EXERCISE BRIEF: Would you filter these records and copy every line that has the word "random"?

(Data extracted from a collection)
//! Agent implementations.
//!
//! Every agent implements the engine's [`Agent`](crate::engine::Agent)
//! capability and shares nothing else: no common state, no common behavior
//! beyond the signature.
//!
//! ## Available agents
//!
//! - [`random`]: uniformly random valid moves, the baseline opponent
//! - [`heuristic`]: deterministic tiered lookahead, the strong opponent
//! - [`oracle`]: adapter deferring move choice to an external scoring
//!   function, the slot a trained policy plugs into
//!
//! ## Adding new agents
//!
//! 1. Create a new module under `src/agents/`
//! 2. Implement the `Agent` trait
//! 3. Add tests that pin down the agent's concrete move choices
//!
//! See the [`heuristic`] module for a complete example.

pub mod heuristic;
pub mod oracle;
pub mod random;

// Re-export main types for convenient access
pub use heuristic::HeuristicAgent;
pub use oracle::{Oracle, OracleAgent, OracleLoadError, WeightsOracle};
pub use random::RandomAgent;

SOLUTION TO THE PROBLEM:
//! - [`random`]: uniformly random valid moves, the baseline opponent
pub mod random;
pub use random::RandomAgent;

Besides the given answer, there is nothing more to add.